> Work task: Using the entries below, show all lines with the string "Deserialize".

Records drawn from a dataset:
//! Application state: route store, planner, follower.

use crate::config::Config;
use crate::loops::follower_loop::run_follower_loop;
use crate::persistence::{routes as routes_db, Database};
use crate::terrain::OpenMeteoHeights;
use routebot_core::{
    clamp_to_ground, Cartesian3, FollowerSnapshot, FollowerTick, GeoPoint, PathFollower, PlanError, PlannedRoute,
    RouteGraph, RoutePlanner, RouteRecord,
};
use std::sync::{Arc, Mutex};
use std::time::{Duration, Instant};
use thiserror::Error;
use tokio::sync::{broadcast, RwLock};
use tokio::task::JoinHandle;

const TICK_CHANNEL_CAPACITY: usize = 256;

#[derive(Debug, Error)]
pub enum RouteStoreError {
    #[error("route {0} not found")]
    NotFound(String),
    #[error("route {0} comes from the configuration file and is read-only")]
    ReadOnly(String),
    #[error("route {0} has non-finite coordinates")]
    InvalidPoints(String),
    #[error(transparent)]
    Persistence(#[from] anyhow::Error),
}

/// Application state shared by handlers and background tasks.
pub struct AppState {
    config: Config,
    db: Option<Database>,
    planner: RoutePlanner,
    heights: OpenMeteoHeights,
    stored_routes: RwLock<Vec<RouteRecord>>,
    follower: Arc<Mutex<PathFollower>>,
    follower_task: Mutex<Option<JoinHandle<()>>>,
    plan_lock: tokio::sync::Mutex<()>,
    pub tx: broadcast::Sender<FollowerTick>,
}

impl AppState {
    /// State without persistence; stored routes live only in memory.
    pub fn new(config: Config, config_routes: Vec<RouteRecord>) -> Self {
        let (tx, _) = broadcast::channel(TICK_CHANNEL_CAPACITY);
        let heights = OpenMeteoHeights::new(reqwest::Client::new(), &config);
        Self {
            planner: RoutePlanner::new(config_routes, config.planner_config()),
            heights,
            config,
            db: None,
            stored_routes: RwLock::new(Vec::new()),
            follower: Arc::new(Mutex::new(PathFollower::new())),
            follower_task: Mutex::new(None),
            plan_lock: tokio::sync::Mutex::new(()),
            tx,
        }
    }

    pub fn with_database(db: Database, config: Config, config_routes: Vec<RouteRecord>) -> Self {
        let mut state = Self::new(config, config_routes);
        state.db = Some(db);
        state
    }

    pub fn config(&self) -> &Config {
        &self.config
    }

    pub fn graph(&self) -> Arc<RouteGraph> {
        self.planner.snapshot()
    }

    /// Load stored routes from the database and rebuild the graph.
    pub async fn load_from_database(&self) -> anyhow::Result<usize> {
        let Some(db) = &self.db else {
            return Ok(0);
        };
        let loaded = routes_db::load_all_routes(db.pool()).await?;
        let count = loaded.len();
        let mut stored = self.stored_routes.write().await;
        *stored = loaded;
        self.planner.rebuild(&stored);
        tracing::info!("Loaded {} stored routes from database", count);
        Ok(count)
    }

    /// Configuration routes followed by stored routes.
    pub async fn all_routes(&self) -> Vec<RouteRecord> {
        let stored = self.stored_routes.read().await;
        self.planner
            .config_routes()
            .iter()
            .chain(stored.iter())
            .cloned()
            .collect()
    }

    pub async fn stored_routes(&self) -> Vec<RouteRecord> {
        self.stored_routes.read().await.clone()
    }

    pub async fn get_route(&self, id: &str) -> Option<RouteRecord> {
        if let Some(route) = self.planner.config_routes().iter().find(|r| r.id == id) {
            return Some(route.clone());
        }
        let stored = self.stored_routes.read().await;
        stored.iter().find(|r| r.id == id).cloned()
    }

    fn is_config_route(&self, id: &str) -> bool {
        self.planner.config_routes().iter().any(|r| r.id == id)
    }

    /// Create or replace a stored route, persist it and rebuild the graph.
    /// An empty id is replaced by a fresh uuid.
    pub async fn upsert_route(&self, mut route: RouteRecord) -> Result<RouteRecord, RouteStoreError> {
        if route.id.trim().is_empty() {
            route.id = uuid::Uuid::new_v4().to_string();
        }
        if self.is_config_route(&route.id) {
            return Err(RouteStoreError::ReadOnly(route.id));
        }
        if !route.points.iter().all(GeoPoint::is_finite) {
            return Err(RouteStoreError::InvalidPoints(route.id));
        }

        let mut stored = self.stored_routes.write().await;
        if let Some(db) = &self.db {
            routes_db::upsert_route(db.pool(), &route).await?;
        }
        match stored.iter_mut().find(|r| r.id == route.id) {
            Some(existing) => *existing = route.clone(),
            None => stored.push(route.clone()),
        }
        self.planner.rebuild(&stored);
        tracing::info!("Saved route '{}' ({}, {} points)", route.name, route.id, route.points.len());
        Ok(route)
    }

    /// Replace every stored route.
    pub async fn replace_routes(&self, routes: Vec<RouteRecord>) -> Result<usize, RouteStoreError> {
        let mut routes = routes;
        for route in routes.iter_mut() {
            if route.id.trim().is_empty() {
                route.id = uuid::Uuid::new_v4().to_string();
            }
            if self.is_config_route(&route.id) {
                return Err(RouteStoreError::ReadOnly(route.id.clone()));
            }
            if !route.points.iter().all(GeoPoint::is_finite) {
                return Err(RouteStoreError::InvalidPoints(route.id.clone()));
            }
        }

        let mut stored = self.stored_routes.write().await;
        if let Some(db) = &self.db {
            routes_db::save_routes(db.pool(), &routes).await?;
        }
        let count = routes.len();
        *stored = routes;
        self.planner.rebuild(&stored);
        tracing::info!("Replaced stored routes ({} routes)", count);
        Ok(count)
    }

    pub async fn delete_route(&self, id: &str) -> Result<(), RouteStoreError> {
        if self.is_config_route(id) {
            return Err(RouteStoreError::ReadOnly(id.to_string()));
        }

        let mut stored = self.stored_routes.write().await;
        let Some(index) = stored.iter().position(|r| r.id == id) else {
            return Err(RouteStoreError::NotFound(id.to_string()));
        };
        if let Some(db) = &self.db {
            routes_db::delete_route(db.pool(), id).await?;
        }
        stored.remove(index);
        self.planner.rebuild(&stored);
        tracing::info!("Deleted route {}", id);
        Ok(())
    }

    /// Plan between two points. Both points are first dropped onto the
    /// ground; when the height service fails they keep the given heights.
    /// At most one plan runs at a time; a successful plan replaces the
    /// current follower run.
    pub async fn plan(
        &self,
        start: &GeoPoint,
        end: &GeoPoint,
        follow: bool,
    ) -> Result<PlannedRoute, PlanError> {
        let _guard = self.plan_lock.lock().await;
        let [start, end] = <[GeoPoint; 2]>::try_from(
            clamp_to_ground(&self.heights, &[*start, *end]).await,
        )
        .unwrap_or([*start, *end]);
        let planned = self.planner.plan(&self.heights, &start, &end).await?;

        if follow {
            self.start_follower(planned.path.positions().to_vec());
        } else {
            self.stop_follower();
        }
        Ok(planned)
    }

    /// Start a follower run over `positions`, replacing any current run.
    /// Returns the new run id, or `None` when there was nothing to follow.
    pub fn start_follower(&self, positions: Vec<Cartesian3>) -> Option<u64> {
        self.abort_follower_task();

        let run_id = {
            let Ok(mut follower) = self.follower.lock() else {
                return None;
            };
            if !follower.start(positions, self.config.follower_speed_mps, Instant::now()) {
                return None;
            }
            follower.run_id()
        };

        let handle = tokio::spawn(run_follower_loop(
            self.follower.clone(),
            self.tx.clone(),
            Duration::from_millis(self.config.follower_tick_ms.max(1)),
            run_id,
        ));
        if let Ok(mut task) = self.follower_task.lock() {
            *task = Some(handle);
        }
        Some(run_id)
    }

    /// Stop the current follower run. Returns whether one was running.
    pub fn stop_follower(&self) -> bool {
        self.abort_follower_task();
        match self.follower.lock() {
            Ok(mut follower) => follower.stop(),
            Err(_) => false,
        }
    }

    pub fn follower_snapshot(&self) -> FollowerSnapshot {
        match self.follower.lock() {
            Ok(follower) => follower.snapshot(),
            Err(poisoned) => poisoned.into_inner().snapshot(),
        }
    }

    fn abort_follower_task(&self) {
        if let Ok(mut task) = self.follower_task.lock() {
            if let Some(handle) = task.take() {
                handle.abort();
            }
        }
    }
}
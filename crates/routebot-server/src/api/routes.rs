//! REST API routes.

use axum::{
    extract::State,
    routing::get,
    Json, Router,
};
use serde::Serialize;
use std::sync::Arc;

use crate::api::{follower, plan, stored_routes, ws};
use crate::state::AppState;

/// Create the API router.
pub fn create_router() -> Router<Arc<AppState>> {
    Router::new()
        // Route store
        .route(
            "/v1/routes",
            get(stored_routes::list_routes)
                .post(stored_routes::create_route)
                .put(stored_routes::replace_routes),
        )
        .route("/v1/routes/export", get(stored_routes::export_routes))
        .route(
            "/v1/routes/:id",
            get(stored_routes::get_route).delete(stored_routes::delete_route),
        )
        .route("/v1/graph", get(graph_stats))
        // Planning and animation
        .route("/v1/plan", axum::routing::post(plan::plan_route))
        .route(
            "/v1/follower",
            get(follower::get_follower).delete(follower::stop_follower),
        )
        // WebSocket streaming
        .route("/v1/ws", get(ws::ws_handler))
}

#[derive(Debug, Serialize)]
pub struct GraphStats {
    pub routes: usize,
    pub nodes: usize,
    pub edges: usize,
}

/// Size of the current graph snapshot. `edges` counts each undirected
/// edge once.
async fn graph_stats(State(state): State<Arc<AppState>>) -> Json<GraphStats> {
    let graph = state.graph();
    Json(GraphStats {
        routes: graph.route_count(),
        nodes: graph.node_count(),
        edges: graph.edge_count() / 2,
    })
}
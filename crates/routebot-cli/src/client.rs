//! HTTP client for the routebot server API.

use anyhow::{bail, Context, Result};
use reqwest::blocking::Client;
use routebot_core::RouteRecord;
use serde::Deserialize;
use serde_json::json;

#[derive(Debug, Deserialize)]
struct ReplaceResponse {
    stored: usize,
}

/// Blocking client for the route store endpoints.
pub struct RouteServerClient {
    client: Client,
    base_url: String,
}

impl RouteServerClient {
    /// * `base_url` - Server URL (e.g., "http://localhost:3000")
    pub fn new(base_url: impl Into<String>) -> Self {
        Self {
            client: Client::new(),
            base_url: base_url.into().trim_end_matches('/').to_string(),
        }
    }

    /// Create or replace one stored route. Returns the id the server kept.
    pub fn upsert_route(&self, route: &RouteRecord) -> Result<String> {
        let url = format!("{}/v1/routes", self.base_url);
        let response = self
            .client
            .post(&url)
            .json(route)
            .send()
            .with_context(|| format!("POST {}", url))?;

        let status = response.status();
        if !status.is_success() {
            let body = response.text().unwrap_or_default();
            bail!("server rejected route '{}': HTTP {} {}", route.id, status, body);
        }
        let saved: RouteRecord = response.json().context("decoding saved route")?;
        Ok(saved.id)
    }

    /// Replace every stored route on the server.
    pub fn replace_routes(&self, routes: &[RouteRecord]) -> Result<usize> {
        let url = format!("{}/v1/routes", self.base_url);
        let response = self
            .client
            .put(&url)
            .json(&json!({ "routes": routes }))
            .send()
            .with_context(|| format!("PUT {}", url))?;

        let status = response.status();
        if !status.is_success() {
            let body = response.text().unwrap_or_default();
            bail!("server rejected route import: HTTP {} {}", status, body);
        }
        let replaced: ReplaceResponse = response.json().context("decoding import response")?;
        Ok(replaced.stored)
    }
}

> Answer below:
use serde::Deserialize;
#[derive(Debug, Deserialize)]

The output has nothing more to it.